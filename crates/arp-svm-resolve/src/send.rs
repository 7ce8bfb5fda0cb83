//! Signed transaction submission with retry on blockhash expiry.

use solana_sdk::{
    instruction::Instruction,
    message::{v0, VersionedMessage},
    signature::{Keypair, Signature, Signer},
    transaction::VersionedTransaction,
};
use tracing::warn;

use crate::connection::SolanaConnection;
use crate::ResolveError;

/// Build, sign and send `instructions` as one transaction paid by `payer`.
///
/// A fresh blockhash is fetched for every attempt. Only expiry is retried, up
/// to `max_attempts` sends in total; any other failure is returned as-is.
pub fn send_instructions<C: SolanaConnection>(
    conn: &mut C,
    payer: &Keypair,
    instructions: &[Instruction],
    max_attempts: usize,
) -> Result<Signature, ResolveError> {
    let mut attempt = 0;
    loop {
        attempt += 1;

        let blockhash = conn
            .get_latest_blockhash()
            .map_err(|e| ResolveError::Connection(e.to_string()))?;
        let message = v0::Message::try_compile(&payer.pubkey(), instructions, &[], blockhash)
            .map_err(|e| ResolveError::Compile(e.to_string()))?;
        let tx = VersionedTransaction::try_new(VersionedMessage::V0(message), &[payer])
            .map_err(|e| ResolveError::Compile(e.to_string()))?;

        match conn.send_and_confirm(&tx) {
            Ok(sig) => return Ok(sig),
            Err(e) if C::is_blockhash_expired(&e) && attempt < max_attempts => {
                warn!(
                    "Transaction expired (attempt {}/{}), retrying: {}",
                    attempt, max_attempts, e
                );
            }
            Err(e) => {
                return Err(ResolveError::Send(format!(
                    "attempt {}/{}: {}",
                    attempt, max_attempts, e
                )))
            }
        }
    }
}
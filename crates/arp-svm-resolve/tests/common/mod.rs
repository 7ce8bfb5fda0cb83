//! Scripted in-memory [`SolanaConnection`] for driving the resolver in tests.
//!
//! Preflight simulations answer from a queue of scripted rounds. Sent
//! transactions are inspected for address lookup table instructions, which
//! are applied to an in-memory table map so the packer can observe them.

#![allow(dead_code)]

use std::cell::{Cell, RefCell};
use std::collections::{HashMap, VecDeque};
use std::time::Duration;

use arp_svm_resolve::{
    LookupTableState, PreflightResponse, SimulationOutcome, Sleep, SolanaConnection,
};
use base64::Engine;
use solana_sdk::{
    address_lookup_table,
    clock::Slot,
    commitment_config::CommitmentConfig,
    hash::Hash,
    instruction::{AccountMeta, Instruction},
    pubkey::Pubkey,
    signature::Signature,
    transaction::VersionedTransaction,
};

const CREATE_LOOKUP_TABLE_TAG: u32 = 0;
const EXTEND_LOOKUP_TABLE_TAG: u32 = 2;

/// Error returned by [`ScriptedConnection`].
#[derive(Debug, thiserror::Error)]
#[error("{message}")]
pub struct MockError {
    pub message: String,
    pub expired: bool,
}

impl MockError {
    fn new(message: impl Into<String>) -> Self {
        Self {
            message: message.into(),
            expired: false,
        }
    }
}

/// One scripted answer to a preflight simulation.
#[derive(Clone, Debug)]
pub enum Script {
    Respond(PreflightResponse),
    Logs(Option<Vec<String>>),
    Fail(String),
}

pub fn respond(accounts: Vec<AccountMeta>, has_more: bool) -> Script {
    Script::Respond(PreflightResponse { accounts, has_more })
}

/// Log lines a cooperating program emits for `response`.
pub fn preflight_logs(program_id: &Pubkey, response: &PreflightResponse) -> Vec<String> {
    let payload = response.encode().expect("encodable response");
    vec![
        format!("Program {} invoke [1]", program_id),
        "Program log: Instruction: Preflight".to_string(),
        format!(
            "Program data: {}",
            base64::engine::general_purpose::STANDARD.encode(payload)
        ),
        format!("Program {} success", program_id),
    ]
}

pub struct ScriptedConnection {
    pub program_id: Pubkey,
    pub script: RefCell<VecDeque<Script>>,
    /// Answer used once the script runs dry.
    pub fallback: Option<Script>,
    pub simulated: RefCell<Vec<VersionedTransaction>>,
    pub sent: Vec<VersionedTransaction>,
    pub tables: HashMap<Pubkey, LookupTableState>,
    pub extend_batches: Vec<usize>,
    pub table_lookups: RefCell<Vec<(Pubkey, CommitmentConfig)>>,
    /// Lookup table reads that still answer "not found".
    pub hidden_lookups: Cell<usize>,
    /// Sends that still fail with an expired blockhash.
    pub expire_sends: usize,
    /// Fail every send with a non-retryable error.
    pub reject_sends: bool,
    /// Report every table as deactivated.
    pub deactivated_tables: bool,
    pub blockhash_calls: Cell<usize>,
    pub slot: Slot,
}

impl ScriptedConnection {
    pub fn new(program_id: Pubkey, script: Vec<Script>) -> Self {
        Self {
            program_id,
            script: RefCell::new(script.into()),
            fallback: None,
            simulated: RefCell::new(Vec::new()),
            sent: Vec::new(),
            tables: HashMap::new(),
            extend_batches: Vec::new(),
            table_lookups: RefCell::new(Vec::new()),
            hidden_lookups: Cell::new(0),
            expire_sends: 0,
            reject_sends: false,
            deactivated_tables: false,
            blockhash_calls: Cell::new(0),
            slot: 1_000,
        }
    }

    pub fn simulation_count(&self) -> usize {
        self.simulated.borrow().len()
    }

    /// Data and account count of the target program's instruction in the
    /// `round`-th simulation.
    pub fn simulated_program_ix(&self, round: usize) -> (Vec<u8>, usize) {
        let simulated = self.simulated.borrow();
        let tx = &simulated[round];
        let keys = tx.message.static_account_keys();
        tx.message
            .instructions()
            .iter()
            .find(|ix| keys[usize::from(ix.program_id_index)] == self.program_id)
            .map(|ix| (ix.data.clone(), ix.accounts.len()))
            .expect("target program instruction in simulation")
    }

    /// Program ids of every instruction in the `round`-th simulation.
    pub fn simulated_program_ids(&self, round: usize) -> Vec<Pubkey> {
        let simulated = self.simulated.borrow();
        let tx = &simulated[round];
        let keys = tx.message.static_account_keys();
        tx.message
            .instructions()
            .iter()
            .map(|ix| keys[usize::from(ix.program_id_index)])
            .collect()
    }

    pub fn simulation_used_lookup_table(&self, round: usize) -> bool {
        self.simulated.borrow()[round]
            .message
            .address_table_lookups()
            .is_some_and(|lookups| !lookups.is_empty())
    }

    fn apply_lookup_table_ix(&mut self, table: Pubkey, data: &[u8]) {
        let mut tag = [0u8; 4];
        tag.copy_from_slice(&data[0..4]);

        match u32::from_le_bytes(tag) {
            CREATE_LOOKUP_TABLE_TAG => {
                self.tables.insert(
                    table,
                    LookupTableState {
                        addresses: Vec::new(),
                        active: true,
                    },
                );
            }
            EXTEND_LOOKUP_TABLE_TAG => {
                let mut len = [0u8; 8];
                len.copy_from_slice(&data[4..12]);
                let count = u64::from_le_bytes(len) as usize;
                let new_addresses: Vec<Pubkey> = (0..count)
                    .map(|i| {
                        let start = 12 + i * 32;
                        let mut key = [0u8; 32];
                        key.copy_from_slice(&data[start..start + 32]);
                        Pubkey::new_from_array(key)
                    })
                    .collect();
                self.extend_batches.push(new_addresses.len());
                self.tables
                    .get_mut(&table)
                    .expect("extend of unknown table")
                    .addresses
                    .extend(new_addresses);
            }
            other => panic!("unexpected lookup table instruction {}", other),
        }
    }
}

impl SolanaConnection for ScriptedConnection {
    type Error = MockError;

    fn get_latest_blockhash(&self) -> Result<Hash, Self::Error> {
        self.blockhash_calls.set(self.blockhash_calls.get() + 1);
        Ok(Hash::default())
    }

    fn get_slot(&self) -> Result<Slot, Self::Error> {
        Ok(self.slot)
    }

    fn simulate(&self, tx: &VersionedTransaction) -> Result<SimulationOutcome, Self::Error> {
        self.simulated.borrow_mut().push(tx.clone());

        let next = self
            .script
            .borrow_mut()
            .pop_front()
            .or_else(|| self.fallback.clone())
            .ok_or_else(|| MockError::new("script exhausted"))?;

        match next {
            Script::Respond(response) => Ok(SimulationOutcome {
                logs: Some(preflight_logs(&self.program_id, &response)),
                units_consumed: Some(5_000),
                err: None,
            }),
            Script::Logs(logs) => Ok(SimulationOutcome {
                logs,
                units_consumed: None,
                err: Some("InstructionError(2, Custom(1))".to_string()),
            }),
            Script::Fail(message) => Err(MockError::new(message)),
        }
    }

    fn send_and_confirm(&mut self, tx: &VersionedTransaction) -> Result<Signature, Self::Error> {
        if self.reject_sends {
            return Err(MockError::new("insufficient funds for fee"));
        }
        if self.expire_sends > 0 {
            self.expire_sends -= 1;
            return Err(MockError {
                message: "blockhash not found".to_string(),
                expired: true,
            });
        }

        let keys = tx.message.static_account_keys().to_vec();
        for ix in tx.message.instructions() {
            if keys[usize::from(ix.program_id_index)] == address_lookup_table::program::id() {
                self.apply_lookup_table_ix(keys[usize::from(ix.accounts[0])], &ix.data);
            }
        }
        self.sent.push(tx.clone());
        Ok(tx.signatures[0])
    }

    fn get_address_lookup_table(
        &self,
        address: &Pubkey,
        commitment: CommitmentConfig,
    ) -> Result<Option<LookupTableState>, Self::Error> {
        self.table_lookups.borrow_mut().push((*address, commitment));
        if self.hidden_lookups.get() > 0 {
            self.hidden_lookups.set(self.hidden_lookups.get() - 1);
            return Ok(None);
        }
        Ok(self.tables.get(address).cloned().map(|mut state| {
            state.active &= !self.deactivated_tables;
            state
        }))
    }

    fn is_blockhash_expired(err: &Self::Error) -> bool {
        err.expired
    }
}

/// Sleeper that records requested naps instead of sleeping.
#[derive(Default)]
pub struct RecordingSleep(pub RefCell<Vec<Duration>>);

impl Sleep for RecordingSleep {
    fn sleep(&self, duration: Duration) {
        self.0.borrow_mut().push(duration);
    }
}

/// An invocation of `do_thing` with a signer and one known account.
pub fn candidate_ix(program_id: Pubkey, payer: Pubkey, name: &str) -> Instruction {
    let mut data = arp_svm_resolve::discriminator(name).to_vec();
    data.extend_from_slice(&[1, 2, 3, 4]);
    Instruction {
        program_id,
        accounts: vec![
            AccountMeta::new(payer, true),
            AccountMeta::new_readonly(Pubkey::new_unique(), false),
        ],
        data,
    }
}

pub fn unique_accounts(count: usize) -> Vec<AccountMeta> {
    (0..count)
        .map(|i| {
            if i % 2 == 0 {
                AccountMeta::new(Pubkey::new_unique(), false)
            } else {
                AccountMeta::new_readonly(Pubkey::new_unique(), false)
            }
        })
        .collect()
}
//! One non-committing preflight simulation round.

use solana_sdk::{
    address_lookup_table::AddressLookupTableAccount,
    commitment_config::CommitmentConfig,
    compute_budget::ComputeBudgetInstruction,
    instruction::Instruction,
    message::{v0, VersionedMessage},
    pubkey::Pubkey,
    signature::Signature,
    transaction::VersionedTransaction,
};
use tracing::info;

use crate::config::ResolverConfig;
use crate::connection::{SimulationOutcome, SolanaConnection};
use crate::poll::{poll_until, Sleep};
use crate::ResolveError;

/// Compute-budget instructions put in front of every preflight simulation.
/// Account discovery can be expensive, so ask for the maximum.
pub fn compute_budget_instructions(config: &ResolverConfig) -> [Instruction; 2] {
    [
        ComputeBudgetInstruction::set_compute_unit_limit(config.compute_unit_limit),
        ComputeBudgetInstruction::request_heap_frame(config.heap_frame_bytes),
    ]
}

/// Simulate `instructions` (after the compute-budget prelude) with `payer` as
/// fee payer and return what the node reported.
///
/// With a `lookup_table`, waits until the table is visible at `confirmed`
/// and compresses account keys through it. The payload is not decoded here.
pub fn simulate_round<C, S>(
    conn: &C,
    payer: &Pubkey,
    instructions: &[Instruction],
    verbose: bool,
    lookup_table: Option<&Pubkey>,
    config: &ResolverConfig,
    sleeper: &S,
) -> Result<SimulationOutcome, ResolveError>
where
    C: SolanaConnection,
    S: Sleep + ?Sized,
{
    let lookup_tables = match lookup_table {
        Some(address) => {
            let state = poll_until(
                sleeper,
                &config.poll,
                &format!("lookup table {} to become visible", address),
                || {
                    conn.get_address_lookup_table(address, CommitmentConfig::confirmed())
                        .map_err(|e| ResolveError::Connection(e.to_string()))
                },
            )?;
            vec![AddressLookupTableAccount {
                key: *address,
                addresses: state.addresses,
            }]
        }
        None => Vec::new(),
    };

    let mut ixs = compute_budget_instructions(config).to_vec();
    ixs.extend_from_slice(instructions);

    let blockhash = conn
        .get_latest_blockhash()
        .map_err(|e| ResolveError::Connection(e.to_string()))?;
    let message = v0::Message::try_compile(payer, &ixs, &lookup_tables, blockhash)
        .map_err(|e| ResolveError::Compile(e.to_string()))?;

    // Signatures are never verified during preflight, placeholders suffice.
    let num_signers = usize::from(message.header.num_required_signatures);
    let tx = VersionedTransaction {
        signatures: vec![Signature::default(); num_signers],
        message: VersionedMessage::V0(message),
    };

    let outcome = conn
        .simulate(&tx)
        .map_err(|e| ResolveError::Simulation(e.to_string()))?;

    if verbose {
        info!(
            "Preflight simulation consumed {:?} units (error: {:?})",
            outcome.units_consumed, outcome.err
        );
        for log in outcome.logs.iter().flatten() {
            info!("  SIM LOG: {}", log);
        }
    }

    Ok(outcome)
}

Work to be completed => Write out once more the lines above beginning at the line with "outcome.units_consumed, outcome.err"; continue through the final line and stop there.

Exercise result =>
            outcome.units_consumed, outcome.err
        );
        for log in outcome.logs.iter().flatten() {
            info!("  SIM LOG: {}", log);
        }
    }

    Ok(outcome)
}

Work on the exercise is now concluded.